### ACTIVITY
Locate the string "input" in the records below. Copy every line where it occurs.

Stored dataset items:
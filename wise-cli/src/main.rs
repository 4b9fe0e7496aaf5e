use anyhow::{bail, Context, Result};
use clap::{Parser, Subcommand};
use log::debug;
use std::path::PathBuf;
use wise_ingest::parse_with;

mod config;
mod report;
mod state;

use config::OutputFormat;

#[derive(Parser, Debug)]
#[command(
    name = "wise-ingest",
    version,
    about = "Extract transactions from Wise statement text"
)]
struct Cli {
    /// Log more (-v info, -vv debug, -vvv trace). RUST_LOG takes precedence.
    #[arg(short, long, action = clap::ArgAction::Count, global = true)]
    verbose: u8,

    #[command(subcommand)]
    command: Command,
}

#[derive(Subcommand, Debug)]
enum Command {
    /// Parse text extracted from a Wise statement PDF and print its transactions
    Parse {
        /// Extracted statement text ("-" or omitted reads stdin)
        input: Option<PathBuf>,

        /// Output format (default from config: json)
        #[arg(long, value_enum)]
        format: Option<OutputFormat>,

        /// Print oldest-first instead of statement order
        #[arg(long)]
        sort_by_date: bool,

        /// Fail if any transaction line had to be skipped
        #[arg(long)]
        strict: bool,

        /// Lines after the currency banner searched for the statement period
        #[arg(long)]
        lookahead: Option<usize>,
    },

    /// Manage ~/.wise-ingest/config.toml
    Config {
        #[command(subcommand)]
        command: ConfigCommand,
    },
}

#[derive(Subcommand, Debug)]
enum ConfigCommand {
    /// Write the default config file if none exists
    Init,
    /// Print the effective config
    Show,
}

fn main() -> Result<()> {
    let cli = Cli::parse();
    init_logging(cli.verbose);

    match cli.command {
        Command::Parse {
            input,
            format,
            sort_by_date,
            strict,
            lookahead,
        } => {
            let cfg = config::load_config()?;
            let mut opts = cfg.parser.to_options();
            if let Some(n) = lookahead {
                opts.date_range_lookahead = n;
            }

            let (text, source) = state::read_statement_text(input.as_deref())?;
            debug!("read {} bytes from {source}", text.len());
            let mut result =
                parse_with(&text, &opts).with_context(|| format!("parsing {source}"))?;

            if (strict || cfg.output.strict) && !result.skipped.is_empty() {
                let details: Vec<_> = result.skipped.iter().map(report::describe_skip).collect();
                bail!(
                    "{} transaction line(s) in {source} could not be parsed:\n  {}",
                    result.skipped.len(),
                    details.join("\n  ")
                );
            }

            if sort_by_date || cfg.output.sort_by_date {
                result.transactions = result.sorted_by_date();
            }

            report::print_result(&result, format.unwrap_or(cfg.output.format))?;
        }

        Command::Config { command } => match command {
            ConfigCommand::Init => config::init_config()?,
            ConfigCommand::Show => {
                let cfg = config::load_config()?;
                println!("# {}", config::config_path()?.display());
                print!("{}", toml::to_string_pretty(&cfg).context("serialize config")?);
            }
        },
    }

    Ok(())
}

fn init_logging(verbose: u8) {
    let level = match verbose {
        0 => "warn",
        1 => "info",
        2 => "debug",
        _ => "trace",
    };
    env_logger::Builder::from_env(env_logger::Env::default().default_filter_or(level)).init();
}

### EXPECTED OUTPUT
        input: Option<PathBuf>,
            input,
            let (text, source) = state::read_statement_text(input.as_deref())?;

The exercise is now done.